*HOW TO COMPLETE THIS TASK*:
When you reach the line with "the processor crashing." in the data below, begin printing lines exactly, and stop once the line with "impl Spatializer for" has been printed.

• • • • •

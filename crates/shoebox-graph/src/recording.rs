//! Headless backends that record every call they receive.
//!
//! They stand in for the spatializer, the host audio graph and the players
//! when no audio hardware is present, and let callers inspect exactly what
//! was sent. All of them are cheap to clone; clones share the same log.

use std::collections::{BTreeMap, BTreeSet};
use std::sync::Arc;

use glam::Vec3;
use parking_lot::Mutex;
use shoebox_core::{AtomicFlag, SourceId, Spatializer};

use crate::bus::{BusInput, InputBus, Lane, NodeId};
use crate::error::{Error, Result};
use crate::graph::Recorder;
use crate::source::AudioProducer;

/// One spatializer parameter call.
#[derive(Debug, Clone, PartialEq)]
pub enum SpatializerCall {
    AddSource(SourceId, Vec3),
    RemoveSource(SourceId),
    SetSourcePosition(SourceId, Vec3),
    SetSourceMinDistanceGain(SourceId, f32),
    SetListenerPosition(Vec3),
    SetListenerOrientation { yaw: f32, pitch: f32, roll: f32 },
    SetEnvironmentFreefield,
    SetEnvironmentShoebox { width: f32, length: f32, height: f32 },
    SetShoeboxOrigin(Vec3),
    SetShoeboxOrientation { yaw: f32, pitch: f32, roll: f32 },
    SetShoeboxDimensions { width: f32, length: f32, height: f32 },
    SetReflectionMaterial { surface: i32, material: String },
}

#[derive(Clone)]
pub struct RecordingSpatializer {
    calls: Arc<Mutex<Vec<SpatializerCall>>>,
    valid: Arc<AtomicFlag>,
}

impl RecordingSpatializer {
    pub fn new() -> Self {
        Self {
            calls: Arc::new(Mutex::new(Vec::new())),
            valid: Arc::new(AtomicFlag::new(true)),
        }
    }

    pub fn calls(&self) -> Vec<SpatializerCall> {
        self.calls.lock().clone()
    }

    /// Calls matching `pred`.
    pub fn count(&self, pred: impl Fn(&SpatializerCall) -> bool) -> usize {
        self.calls.lock().iter().filter(|call| pred(call)).count()
    }

    pub fn clear(&self) {
        self.calls.lock().clear();
    }

    pub fn last(&self) -> Option<SpatializerCall> {
        self.calls.lock().last().cloned()
    }

    /// Simulate the processor crashing.
    pub fn invalidate(&self) {
        self.valid.set(false);
    }

    fn push(&self, call: SpatializerCall) {
        self.calls.lock().push(call);
    }
}

impl Default for RecordingSpatializer {
    fn default() -> Self {
        Self::new()
    }
}

impl Spatializer for RecordingSpatializer {
    fn add_source(&mut self, id: SourceId, position: Vec3) {
        self.push(SpatializerCall::AddSource(id, position));
    }

    fn remove_source(&mut self, id: SourceId) {
        self.push(SpatializerCall::RemoveSource(id));
    }

    fn set_source_position(&mut self, id: SourceId, position: Vec3) {
        self.push(SpatializerCall::SetSourcePosition(id, position));
    }

    fn set_source_min_distance_gain(&mut self, id: SourceId, gain: f32) {
        self.push(SpatializerCall::SetSourceMinDistanceGain(id, gain));
    }

    fn set_listener_position(&mut self, position: Vec3) {
        self.push(SpatializerCall::SetListenerPosition(position));
    }

    fn set_listener_orientation_euler(&mut self, yaw: f32, pitch: f32, roll: f32) {
        self.push(SpatializerCall::SetListenerOrientation { yaw, pitch, roll });
    }

    fn set_environment_freefield(&mut self) {
        self.push(SpatializerCall::SetEnvironmentFreefield);
    }

    fn set_environment_shoebox(&mut self, width: f32, length: f32, height: f32) {
        self.push(SpatializerCall::SetEnvironmentShoebox {
            width,
            length,
            height,
        });
    }

    fn set_environment_shoebox_origin(&mut self, origin: Vec3) {
        self.push(SpatializerCall::SetShoeboxOrigin(origin));
    }

    fn set_environment_shoebox_orientation_euler(&mut self, yaw: f32, pitch: f32, roll: f32) {
        self.push(SpatializerCall::SetShoeboxOrientation { yaw, pitch, roll });
    }

    fn set_environment_shoebox_dimensions(&mut self, width: f32, length: f32, height: f32) {
        self.push(SpatializerCall::SetShoeboxDimensions {
            width,
            length,
            height,
        });
    }

    fn set_environment_shoebox_reflection_material(&mut self, surface: i32, material: &str) {
        self.push(SpatializerCall::SetReflectionMaterial {
            surface,
            material: material.to_string(),
        });
    }

    fn is_valid(&self) -> bool {
        self.valid.get()
    }
}

/// One host graph wiring call.
#[derive(Debug, Clone, Copy, PartialEq, Eq)]
pub enum BusCall {
    Attach(NodeId),
    Connect(NodeId, Lane),
    DisconnectAll,
    Detach(NodeId),
    ConnectPlaceholder,
    DisconnectPlaceholder,
}

#[derive(Debug, Default)]
struct BusState {
    calls: Vec<BusCall>,
    attached: BTreeSet<NodeId>,
    lanes: BTreeMap<Lane, BusInput>,
}

/// Input bus that tracks what is wired where.
#[derive(Clone, Default)]
pub struct RecordingBus {
    state: Arc<Mutex<BusState>>,
}

impl RecordingBus {
    pub fn new() -> Self {
        Self::default()
    }

    pub fn calls(&self) -> Vec<BusCall> {
        self.state.lock().calls.clone()
    }

    pub fn clear_calls(&self) {
        self.state.lock().calls.clear();
    }

    /// Current lane occupancy.
    pub fn lanes(&self) -> BTreeMap<Lane, BusInput> {
        self.state.lock().lanes.clone()
    }

    pub fn input(&self, lane: Lane) -> Option<BusInput> {
        self.state.lock().lanes.get(&lane).copied()
    }

    pub fn is_attached(&self, node: NodeId) -> bool {
        self.state.lock().attached.contains(&node)
    }

    pub fn attached_count(&self) -> usize {
        self.state.lock().attached.len()
    }
}

impl InputBus for RecordingBus {
    fn attach(&mut self, node: NodeId) {
        let mut state = self.state.lock();
        state.attached.insert(node);
        state.calls.push(BusCall::Attach(node));
    }

    fn connect(&mut self, node: NodeId, lane: Lane) {
        let mut state = self.state.lock();
        state.lanes.insert(lane, BusInput::Node(node));
        state.calls.push(BusCall::Connect(node, lane));
    }

    fn disconnect_all(&mut self) {
        let mut state = self.state.lock();
        state.lanes.clear();
        state.calls.push(BusCall::DisconnectAll);
    }

    fn detach(&mut self, node: NodeId) {
        let mut state = self.state.lock();
        state.attached.remove(&node);
        state.lanes.retain(|_, input| *input != BusInput::Node(node));
        state.calls.push(BusCall::Detach(node));
    }

    fn connect_placeholder(&mut self) {
        let mut state = self.state.lock();
        state.lanes.insert(0, BusInput::Placeholder);
        state.calls.push(BusCall::ConnectPlaceholder);
    }

    fn disconnect_placeholder(&mut self) {
        let mut state = self.state.lock();
        state.lanes.retain(|_, input| *input != BusInput::Placeholder);
        state.calls.push(BusCall::DisconnectPlaceholder);
    }
}

/// Something a [`TestProducer`] was asked to do.
#[derive(Debug, Clone, Copy, PartialEq)]
pub enum ProducerEvent {
    Play { clip: usize, start_at: f64 },
    Stop,
}

/// Producer that logs play/stop requests instead of rendering.
#[derive(Clone)]
pub struct TestProducer {
    node: NodeId,
    clips: usize,
    events: Arc<Mutex<Vec<ProducerEvent>>>,
}

impl TestProducer {
    pub fn new(node: NodeId, clips: usize) -> Self {
        Self {
            node,
            clips,
            events: Arc::new(Mutex::new(Vec::new())),
        }
    }

    pub fn events(&self) -> Vec<ProducerEvent> {
        self.events.lock().clone()
    }

    /// Whether the last request was a play.
    pub fn is_playing(&self) -> bool {
        matches!(self.events.lock().last(), Some(ProducerEvent::Play { .. }))
    }
}

impl AudioProducer for TestProducer {
    fn node(&self) -> NodeId {
        self.node
    }

    fn play(&mut self, clip: usize, start_at: f64) {
        self.events.lock().push(ProducerEvent::Play { clip, start_at });
    }

    fn stop(&mut self) {
        self.events.lock().push(ProducerEvent::Stop);
    }

    fn clip_count(&self) -> usize {
        self.clips
    }
}

#[derive(Debug, Default)]
struct RecorderState {
    starts: usize,
    stops: usize,
    active: bool,
    fail: bool,
}

/// Recorder that counts start/stop requests and can be told to fail.
#[derive(Clone, Default)]
pub struct TestRecorder {
    state: Arc<Mutex<RecorderState>>,
}

impl TestRecorder {
    pub fn new() -> Self {
        Self::default()
    }

    /// Recorder whose `start` always fails.
    pub fn failing() -> Self {
        let recorder = Self::default();
        recorder.state.lock().fail = true;
        recorder
    }

    pub fn starts(&self) -> usize {
        self.state.lock().starts
    }

    pub fn stops(&self) -> usize {
        self.state.lock().stops
    }

    pub fn is_active(&self) -> bool {
        self.state.lock().active
    }
}

impl Recorder for TestRecorder {
    fn start(&mut self) -> Result<()> {
        let mut state = self.state.lock();
        state.starts += 1;
        if state.fail {
            return Err(Error::Recording("input device unavailable".into()));
        }
        state.active = true;
        Ok(())
    }

    fn stop(&mut self) {
        let mut state = self.state.lock();
        state.stops += 1;
        state.active = false;
    }
}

• • • • •

*TASK SOLUTION*:
    /// Simulate the processor crashing.
    pub fn invalidate(&self) {
        self.valid.set(false);
    }

    fn push(&self, call: SpatializerCall) {
        self.calls.lock().push(call);
    }
}

impl Default for RecordingSpatializer {
    fn default() -> Self {
        Self::new()
    }
}

impl Spatializer for RecordingSpatializer {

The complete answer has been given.